-- Exercise aim --
Each line from the beginning of the data below through the line containing "gracefully: requests in" should be repeated exactly, please.

===== Provided records

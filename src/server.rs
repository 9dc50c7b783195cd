//! HTTP server and graceful shutdown.
//!
//! On SIGTERM or Ctrl-C the server:
//! 1. Stops calling `listener.accept()`; no new connections are made.
//! 2. Tells every open connection to shut down gracefully: requests in
//!    flight finish, idle keep-alive connections are closed.
//! 3. Returns from [`Server::serve`] once the last connection is gone, which
//!    lets `main` exit cleanly.

use std::net::SocketAddr;
use std::sync::Arc;

use bytes::Bytes;
use http::StatusCode;
use http_body_util::{BodyExt, Full};
use hyper::service::service_fn;
use hyper_util::rt::{TokioExecutor, TokioIo};
use hyper_util::server::conn::auto::Builder as ConnBuilder;
use hyper_util::server::graceful::GracefulShutdown;
use tokio::net::TcpListener;
use tracing::{debug, error, info};

use crate::error::Error;
use crate::request::Request;
use crate::response::Response;
use crate::router::Router;

/// The HTTP server.
pub struct Server {
    addr: SocketAddr,
}

impl Server {
    /// Configures the server to bind to `addr` when [`serve`](Server::serve)
    /// is called.
    pub fn bind(addr: SocketAddr) -> Self {
        Self { addr }
    }

    /// Starts accepting connections and dispatching them through `router`.
    ///
    /// Returns only after a full graceful shutdown (SIGTERM or Ctrl-C,
    /// followed by every open connection closing).
    pub async fn serve(self, router: Router) -> Result<(), Error> {
        self.serve_with_shutdown(router, shutdown_signal()).await
    }

    /// Like [`serve`](Server::serve), but shuts down when `signal` resolves
    /// instead of on process signals.
    pub async fn serve_with_shutdown(
        self,
        router: Router,
        signal: impl Future<Output = ()>,
    ) -> Result<(), Error> {
        let listener = TcpListener::bind(self.addr).await?;
        run(listener, router, signal).await
    }
}

async fn run(
    listener: TcpListener,
    router: Router,
    signal: impl Future<Output = ()>,
) -> Result<(), Error> {
    let router = Arc::new(router);
    let graceful = GracefulShutdown::new();

    info!(addr = %listener.local_addr()?, "listening");

    tokio::pin!(signal);

    loop {
        tokio::select! {
            // Check shutdown first so a SIGTERM stops accepting immediately,
            // even if more connections are queued.
            biased;

            () = &mut signal => {
                info!(open_connections = graceful.count(), "shutdown signal received, draining connections");
                break;
            }

            res = listener.accept() => {
                let (stream, remote_addr) = match res {
                    Ok(v) => v,
                    Err(e) => {
                        error!("accept error: {e}");
                        continue;
                    }
                };

                let router = Arc::clone(&router);
                let io = TokioIo::new(stream);
                let watcher = graceful.watcher();

                tokio::spawn(async move {
                    // Called once per request on the connection.
                    let svc = service_fn(move |req| {
                        let router = Arc::clone(&router);
                        async move { dispatch(router, req).await }
                    });

                    let builder = ConnBuilder::new(TokioExecutor::new());
                    if let Err(e) = watcher.watch(builder.serve_connection(io, svc)).await {
                        error!(peer = %remote_addr, "connection error: {e}");
                    }
                });
            }
        }
    }

    // Refuse new clients during the drain.
    drop(listener);
    graceful.shutdown().await;

    info!("server stopped");
    Ok(())
}

// ── Request dispatch ──────────────────────────────────────────────────────────

/// Routes one request and produces one response.
///
/// All failures are answered here (400 for unreadable bodies, 500 for handler
/// errors), so hyper never sees an error.
async fn dispatch(
    router: Arc<Router>,
    req: hyper::Request<hyper::body::Incoming>,
) -> Result<http::Response<Full<Bytes>>, std::convert::Infallible> {
    let (parts, body) = req.into_parts();

    let body = match body.collect().await {
        Ok(collected) => collected.to_bytes(),
        Err(e) => {
            debug!("failed to read request body: {e}");
            return Ok(Response::status(StatusCode::BAD_REQUEST).into_inner());
        }
    };

    let response = match router.handle(Request::from_parts(parts, body)).await {
        Ok(res) => res,
        Err(e) => {
            debug!("handler error answered with 500: {e}");
            Response::status(StatusCode::INTERNAL_SERVER_ERROR)
        }
    };

    Ok(response.into_inner())
}

// ── Shutdown signal ───────────────────────────────────────────────────────────

/// Resolves on the first shutdown signal the process receives.
///
/// On Unix this listens for both SIGTERM and SIGINT (Ctrl-C).
/// On Windows only Ctrl-C is available.
async fn shutdown_signal() {
    let ctrl_c = async {
        if let Err(e) = tokio::signal::ctrl_c().await {
            error!("failed to install Ctrl-C handler: {e}");
            std::future::pending::<()>().await;
        }
    };

    #[cfg(unix)]
    let sigterm = async {
        match tokio::signal::unix::signal(tokio::signal::unix::SignalKind::terminate()) {
            Ok(mut sig) => {
                sig.recv().await;
            }
            Err(e) => {
                error!("failed to install SIGTERM handler: {e}");
                std::future::pending::<()>().await;
            }
        }
    };

    #[cfg(not(unix))]
    let sigterm = std::future::pending::<()>();

    tokio::select! {
        () = ctrl_c   => {}
        () = sigterm  => {}
    }
}
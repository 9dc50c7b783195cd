//! # tsu-app
//!
//! A small HTTP service scaffold: one router, one request-logging
//! middleware, one PostgreSQL client. Business logic goes on top.
//!
//! - **HTTP** — radix-tree routing via [`matchit`], hyper 1 with HTTP/1.1 and
//!   HTTP/2, graceful shutdown on SIGTERM / Ctrl-C.
//! - **Request logging** — [`middleware::trace::RequestLogger`] emits start,
//!   end and error events per request, with path prefix / regex skip filters.
//! - **Database** — [`db::DbClient`] pools `tokio-postgres` connections,
//!   builds its connection settings from [`db::DbConfig`], and logs whether
//!   the connection is encrypted.
//!
//! ## Quick start
//!
//! ```rust,no_run
//! use tsu_app::{AppConfig, Server, create_app, db};
//!
//! #[tokio::main]
//! async fn main() -> tsu_app::Result<()> {
//!     let config = AppConfig::from_env()?;
//!     let db = db::init(config.check_db_connection).await?;
//!
//!     Server::bind(config.addr().await?).serve(create_app(Some(db))).await
//! }
//! ```

mod app;
mod config;
mod error;
mod handler;
mod request;
mod response;
mod router;
mod server;

pub mod db;
pub mod health;
pub mod middleware;

#[cfg(any(test, feature = "test-util"))]
pub mod test_util;

pub use app::{UNLOGGED_ROUTES, create_app};
pub use config::AppConfig;
pub use error::{Error, Result};
pub use handler::{BoxError, BoxFuture, Handler, HandlerResult, IntoHandlerResult};
pub use request::Request;
pub use response::{IntoResponse, Json, Response, ResponseBuilder};
pub use router::Router;
pub use server::Server;
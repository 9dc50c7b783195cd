//! Handler trait and type erasure.
//!
//! The router holds handlers of *different* types in one table, so each
//! handler is hidden behind `dyn ErasedHandler` and stored uniformly:
//!
//! ```text
//! async fn hello(req: Request) -> Response { … }   ← user writes this
//!        ↓ router.on(Method::GET, "/", hello)
//! hello.into_boxed_handler()                       ← Handler blanket impl
//!        ↓
//! Arc::new(FnHandler(hello))                       ← stored as BoxedHandler
//!        ↓
//! handler.call(req)  at request time               ← one vtable dispatch
//!        ↓
//! Box::pin(async { hello(req).await.into_handler_result() })
//! ```
//!
//! Handlers may be fallible. A handler returning `Result<_, E>` hands its
//! error to the middleware chain as a [`BoxError`]; the server answers it with
//! a bare `500 Internal Server Error`.

use std::future::Future;
use std::pin::Pin;
use std::sync::Arc;

use crate::request::Request;
use crate::response::{IntoResponse, Response};

/// Any error a handler can fail with.
pub type BoxError = Box<dyn std::error::Error + Send + Sync + 'static>;

/// What every handler and middleware ultimately produces.
pub type HandlerResult = Result<Response, BoxError>;

/// A heap-allocated, type-erased future.
pub type BoxFuture<T> = Pin<Box<dyn Future<Output = T> + Send + 'static>>;

// ── Handler outcomes ──────────────────────────────────────────────────────────

/// Conversion from a handler's return value into a [`HandlerResult`].
///
/// Implemented for everything that is [`IntoResponse`] (infallible) and for
/// `Result<T, E>` where `T: IntoResponse` and `E` converts into a [`BoxError`].
pub trait IntoHandlerResult {
    fn into_handler_result(self) -> HandlerResult;
}

impl<T: IntoResponse> IntoHandlerResult for T {
    fn into_handler_result(self) -> HandlerResult {
        Ok(self.into_response())
    }
}

impl<T, E> IntoHandlerResult for Result<T, E>
where
    T: IntoResponse,
    E: Into<BoxError>,
{
    fn into_handler_result(self) -> HandlerResult {
        self.map(IntoResponse::into_response).map_err(Into::into)
    }
}

// ── Internal types ────────────────────────────────────────────────────────────

/// Internal dispatch interface.
///
/// `#[doc(hidden)] pub` rather than `pub(crate)` because it appears in the
/// return type of the public `Handler` trait's `into_boxed_handler` method.
#[doc(hidden)]
pub trait ErasedHandler {
    fn call(&self, req: Request) -> BoxFuture<HandlerResult>;
}

/// A type-erased handler shared across concurrent requests.
#[doc(hidden)]
pub type BoxedHandler = Arc<dyn ErasedHandler + Send + Sync + 'static>;

// ── Public Handler trait ──────────────────────────────────────────────────────

/// Implemented for every valid route handler.
///
/// Automatically satisfied by any function or closure with the shape:
///
/// ```text
/// Fn(Request) -> impl Future<Output = impl IntoHandlerResult>
/// ```
///
/// Closures let handlers capture shared state, e.g. a cloned
/// [`DbClient`](crate::db::DbClient). The trait is sealed.
pub trait Handler: private::Sealed + Send + Sync + 'static {
    #[doc(hidden)]
    fn into_boxed_handler(self) -> BoxedHandler;
}

mod private {
    pub trait Sealed {}
}

impl<F, Fut, R> private::Sealed for F
where
    F: Fn(Request) -> Fut + Send + Sync + 'static,
    Fut: Future<Output = R> + Send + 'static,
    R: IntoHandlerResult + Send + 'static,
{
}

impl<F, Fut, R> Handler for F
where
    F: Fn(Request) -> Fut + Send + Sync + 'static,
    Fut: Future<Output = R> + Send + 'static,
    R: IntoHandlerResult + Send + 'static,
{
    fn into_boxed_handler(self) -> BoxedHandler {
        Arc::new(FnHandler(self))
    }
}

// ── Concrete wrapper ──────────────────────────────────────────────────────────

struct FnHandler<F>(F);

impl<F, Fut, R> ErasedHandler for FnHandler<F>
where
    F: Fn(Request) -> Fut + Send + Sync,
    Fut: Future<Output = R> + Send + 'static,
    R: IntoHandlerResult + Send + 'static,
{
    fn call(&self, req: Request) -> BoxFuture<HandlerResult> {
        let fut = (self.0)(req);
        Box::pin(async move { fut.await.into_handler_result() })
    }
}
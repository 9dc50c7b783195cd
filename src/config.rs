//! Process-level settings read from the environment.

use std::env;
use std::net::SocketAddr;

use tokio::net::lookup_host;

use crate::error::{Error, Result};

/// Where and how the HTTP server runs.
#[derive(Debug, Clone, PartialEq, Eq)]
pub struct AppConfig {
    /// `local`, `dev`, `prod`, … Only used for logging.
    pub environment: String,
    /// Bind host. Containers need `0.0.0.0` to be reachable from outside.
    pub host: String,
    pub port: u16,
    /// Connect to the database at startup and log its SSL status.
    pub check_db_connection: bool,
}

impl AppConfig {
    /// Reads `ENVIRONMENT`, `HOST`, `PORT` and `DB_CHECK_CONNECTION`.
    pub fn from_env() -> Result<Self> {
        Self::from_lookup(|key| env::var(key).ok())
    }

    pub fn from_lookup(lookup: impl Fn(&str) -> Option<String>) -> Result<Self> {
        let port = match lookup("PORT") {
            Some(port) => port
                .parse()
                .map_err(|_| Error::Config(format!("invalid PORT `{port}`")))?,
            None => 8080,
        };

        let check_db_connection = match lookup("DB_CHECK_CONNECTION").as_deref() {
            None | Some("true") | Some("1") => true,
            Some("false") | Some("0") => false,
            Some(other) => {
                return Err(Error::Config(format!("invalid DB_CHECK_CONNECTION `{other}`")));
            }
        };

        Ok(Self {
            environment: lookup("ENVIRONMENT").unwrap_or_else(|| "local".to_owned()),
            host: lookup("HOST").unwrap_or_else(|| "127.0.0.1".to_owned()),
            port,
            check_db_connection,
        })
    }

    /// The socket address to bind. `host` may be an IP literal or a name
    /// such as `localhost`; names bind to their first resolved address.
    pub async fn addr(&self) -> Result<SocketAddr> {
        let invalid = || Error::Config(format!("invalid bind address `{}:{}`", self.host, self.port));
        lookup_host((self.host.as_str(), self.port))
            .await
            .map_err(|_| invalid())?
            .next()
            .ok_or_else(invalid)
    }
}
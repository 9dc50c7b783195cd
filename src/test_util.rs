//! Event capture for log assertions in tests.
//!
//! Compiled for this crate's unit tests and, with the `test-util` feature,
//! for integration tests.

use std::collections::HashMap;
use std::fmt;
use std::sync::{Arc, Mutex};

use tracing::field::{Field, Visit};
use tracing::subscriber::DefaultGuard;
use tracing::{Event, Level, Subscriber};
use tracing_subscriber::layer::{Context, Layer, SubscriberExt};

#[derive(Clone, Debug)]
pub struct CapturedEvent {
    pub level: Level,
    pub message: String,
    pub fields: HashMap<String, String>,
}

#[derive(Clone, Default)]
pub struct Captured(Arc<Mutex<Vec<CapturedEvent>>>);

impl Captured {
    pub fn events(&self) -> Vec<CapturedEvent> {
        self.0.lock().unwrap().clone()
    }

    pub fn messages(&self) -> Vec<String> {
        self.events().into_iter().map(|e| e.message).collect()
    }

    pub fn at(&self, level: Level) -> Vec<CapturedEvent> {
        self.events().into_iter().filter(|e| e.level == level).collect()
    }
}

/// Installs a capturing subscriber for the current thread until the guard drops.
pub fn capture() -> (Captured, DefaultGuard) {
    let captured = Captured::default();
    let subscriber = tracing_subscriber::registry().with(CaptureLayer(captured.clone()));
    (captured, tracing::subscriber::set_default(subscriber))
}

struct CaptureLayer(Captured);

impl<S: Subscriber> Layer<S> for CaptureLayer {
    fn on_event(&self, event: &Event<'_>, _ctx: Context<'_, S>) {
        let mut visitor = FieldVisitor::default();
        event.record(&mut visitor);
        self.0 .0.lock().unwrap().push(CapturedEvent {
            level: *event.metadata().level(),
            message: visitor.message,
            fields: visitor.fields,
        });
    }
}

#[derive(Default)]
struct FieldVisitor {
    message: String,
    fields: HashMap<String, String>,
}

impl Visit for FieldVisitor {
    fn record_str(&mut self, field: &Field, value: &str) {
        self.store(field, value.to_owned());
    }

    fn record_debug(&mut self, field: &Field, value: &dyn fmt::Debug) {
        self.store(field, format!("{value:?}"));
    }
}

impl FieldVisitor {
    fn store(&mut self, field: &Field, value: String) {
        if field.name() == "message" {
            self.message = value;
        } else {
            self.fields.insert(field.name().to_owned(), value);
        }
    }
}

==========

-- Answer for the task --
filename src/server.rs
repository 9dc50c7b783195cd
//! HTTP server and graceful shutdown.
//!
//! On SIGTERM or Ctrl-C the server:
//! 1. Stops calling `listener.accept()`; no new connections are made.
//! 2. Tells every open connection to shut down gracefully: requests in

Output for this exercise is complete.